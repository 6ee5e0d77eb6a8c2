// SPDX-FileCopyrightText: 2026 Pollgate Contributors
// SPDX-License-Identifier: MIT OR Apache-2.0

//! Integration tests for the Pollgate configuration system.

use pollgate_config::diagnostic::{ConfigError, suggest_key};
use pollgate_config::model::{PollgateConfig, StorageBackend};
use pollgate_config::{load_and_validate_str, load_config_from_str};

/// Valid TOML with all known fields deserializes successfully.
#[test]
fn valid_toml_deserializes_into_pollgate_config() {
    let toml = r#"
[service]
log_level = "debug"

[telegram]
bot_token = "123:ABC"
allowed_users = ["@alice", "42"]

[storage]
backend = "sqlite"
database_path = "/tmp/test.db"
wal_mode = false
record_ttl_secs = 3600

[gateway]
host = "127.0.0.1"
port = 9000
api_key = "k"

[delivery]
send_interval_ms = 250
cache_ttl_secs = 60
cache_capacity = 100
sweep_interval_secs = 30
"#;

    let config = load_config_from_str(toml).expect("valid TOML should deserialize");
    assert_eq!(config.service.log_level, "debug");
    assert_eq!(config.telegram.bot_token.as_deref(), Some("123:ABC"));
    assert_eq!(config.telegram.allowed_users, vec!["@alice", "42"]);
    assert_eq!(config.storage.backend, StorageBackend::Sqlite);
    assert_eq!(config.storage.database_path, "/tmp/test.db");
    assert!(!config.storage.wal_mode);
    assert_eq!(config.storage.record_ttl_secs, 3600);
    assert_eq!(config.gateway.host, "127.0.0.1");
    assert_eq!(config.gateway.port, 9000);
    assert_eq!(config.gateway.api_key.as_deref(), Some("k"));
    assert_eq!(config.delivery.send_interval_ms, 250);
    assert_eq!(config.delivery.cache_ttl_secs, 60);
    assert_eq!(config.delivery.cache_capacity, 100);
    assert_eq!(config.delivery.sweep_interval_secs, 30);
}

#[test]
fn unknown_field_in_telegram_produces_error() {
    let toml = r#"
[telegram]
bot_tken = "abc"
"#;

    let err = load_config_from_str(toml).expect_err("should reject unknown field");
    let err_str = format!("{err}");
    assert!(
        err_str.contains("unknown field") || err_str.contains("bot_tken"),
        "error should mention unknown field, got: {err_str}"
    );
}

#[test]
fn missing_optional_sections_use_defaults() {
    let config = load_config_from_str("").expect("empty TOML should use defaults");

    assert_eq!(config.service.log_level, "info");
    assert!(config.telegram.bot_token.is_none());
    assert!(config.telegram.allowed_users.is_empty());
    assert_eq!(config.storage.backend, StorageBackend::Sqlite);
    assert_eq!(config.storage.database_path, "pollgate.db");
    assert!(config.storage.wal_mode);
    assert_eq!(config.gateway.host, "0.0.0.0");
    assert_eq!(config.gateway.port, 8080);
    assert!(config.gateway.api_key.is_none());
    assert_eq!(config.delivery.send_interval_ms, 500);
}

/// `telegram.bot_token` must stay one key, not `telegram.bot.token`.
#[test]
fn dotted_override_sets_bot_token() {
    use figment::{Figment, providers::Serialized};

    let config: PollgateConfig = Figment::new()
        .merge(Serialized::defaults(PollgateConfig::default()))
        .merge(("telegram.bot_token", "xyz-from-env"))
        .extract()
        .expect("should set bot_token via dot notation");

    assert_eq!(config.telegram.bot_token.as_deref(), Some("xyz-from-env"));
}

#[test]
fn missing_config_files_silently_skipped() {
    use figment::{
        Figment,
        providers::{Format, Serialized, Toml},
    };

    let config: PollgateConfig = Figment::new()
        .merge(Serialized::defaults(PollgateConfig::default()))
        .merge(Toml::file("/nonexistent/path/pollgate.toml"))
        .extract()
        .expect("missing file should be silently skipped");

    assert_eq!(config.gateway.port, 8080);
}

#[test]
fn deny_unknown_fields_at_top_level() {
    let toml = r#"
[redis]
url = "redis://localhost"
"#;

    let err = load_config_from_str(toml).expect_err("unknown top-level section should be rejected");
    let err_str = format!("{err}");
    assert!(
        err_str.contains("unknown field") || err_str.contains("redis"),
        "error should mention unknown field, got: {err_str}"
    );
}

#[test]
fn diagnostic_prot_suggests_port() {
    let valid_keys = &["host", "port", "api_key"];
    assert_eq!(suggest_key("prot", valid_keys), Some("port".to_string()));
}

#[test]
fn diagnostic_error_includes_unknown_key_and_valid_keys() {
    let toml = r#"
[gateway]
prot = 9000
"#;

    let errors = load_and_validate_str(toml).expect_err("should produce errors");
    let found = errors.iter().any(|e| {
        matches!(e, ConfigError::UnknownKey { section, key, suggestion, valid_keys, from_env, .. } if {
            section == "gateway"
                && key == "prot"
                && !from_env
                && suggestion.as_deref() == Some("gateway.port")
                && valid_keys.contains("host")
                && valid_keys.contains("api_key")
        })
    });
    assert!(found, "expected UnknownKey for `prot`, got: {errors:?}");
}

#[test]
fn diagnostic_invalid_type_message() {
    let toml = r#"
[gateway]
port = "eighty"
"#;

    let err = load_config_from_str(toml).expect_err("should reject invalid type");
    let err_str = format!("{err}");
    assert!(
        err_str.contains("invalid type") || err_str.contains("port"),
        "error should mention type mismatch, got: {err_str}"
    );
}

#[test]
fn key_in_wrong_section_points_to_its_section() {
    let toml = r#"
[gateway]
bot_token = "123:ABC"
"#;

    let errors = load_and_validate_str(toml).expect_err("should produce errors");
    let error = errors
        .iter()
        .find(|e| matches!(e, ConfigError::UnknownKey { .. }))
        .expect("unknown key diagnostic");
    let help = miette::Diagnostic::help(error).expect("help text").to_string();
    assert!(help.contains("[telegram]"), "got: {help}");
    assert!(help.contains("POLLGATE_TELEGRAM_BOT_TOKEN"), "got: {help}");
}

#[test]
fn unknown_section_is_reported_as_section() {
    let errors = load_and_validate_str("[telegarm]\nbot_token = \"x\"\n")
        .expect_err("should produce errors");
    assert!(
        errors.iter().any(|e| matches!(
            e,
            ConfigError::UnknownSection { section, suggestion, .. }
                if section == "telegarm" && suggestion.as_deref() == Some("telegram")
        )),
        "got: {errors:?}"
    );
}

#[test]
fn unknown_backend_lists_the_options() {
    let toml = r#"
[storage]
backend = "mongo"
"#;
    let errors = load_and_validate_str(toml).expect_err("should produce errors");
    assert!(
        errors.iter().any(|e| matches!(
            e,
            ConfigError::InvalidValue { key, expected, .. }
                if key == "storage.backend" && expected.contains("`sqlite`") && expected.contains("`memory`")
        )),
        "got: {errors:?}"
    );
}

#[test]
fn invalid_backend_name_is_rejected() {
    let toml = r#"
[storage]
backend = "mongo"
"#;
    assert!(load_config_from_str(toml).is_err());
}

#[test]
fn config_error_renders_with_miette() {
    use miette::{Diagnostic, GraphicalReportHandler};

    let error = ConfigError::UnknownKey {
        section: "gateway".to_string(),
        key: "prot".to_string(),
        suggestion: Some("gateway.port".to_string()),
        valid_keys: "host, port, api_key".to_string(),
        from_env: false,
        span: None,
        src: None,
    };
    assert!(error.code().is_some());
    let help = error.help().expect("help text").to_string();
    assert!(help.contains("did you mean `gateway.port`"), "got: {help}");

    let mut buf = String::new();
    GraphicalReportHandler::new()
        .render_report(&mut buf, &error)
        .expect("should render without error");
    assert!(buf.contains("prot"));
}

#[test]
fn load_and_validate_reports_semantic_errors() {
    let toml = r#"
[delivery]
send_interval_ms = 5
cache_capacity = 0
"#;

    let errors = load_and_validate_str(toml).expect_err("should fail validation");
    assert_eq!(errors.len(), 2, "got: {errors:?}");
    assert!(
        errors
            .iter()
            .all(|e| matches!(e, ConfigError::Validation { .. }))
    );
}

#[test]
fn load_and_validate_valid_toml() {
    let toml = r#"
[storage]
backend = "memory"
"#;

    let config = load_and_validate_str(toml).expect("valid TOML should validate");
    assert_eq!(config.storage.backend, StorageBackend::Memory);
}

───

**Task goal**: Your task is to find each line in the entries that contains the string "debug" and copy it.

**Solution**:
log_level = "debug"
    assert_eq!(config.service.log_level, "debug");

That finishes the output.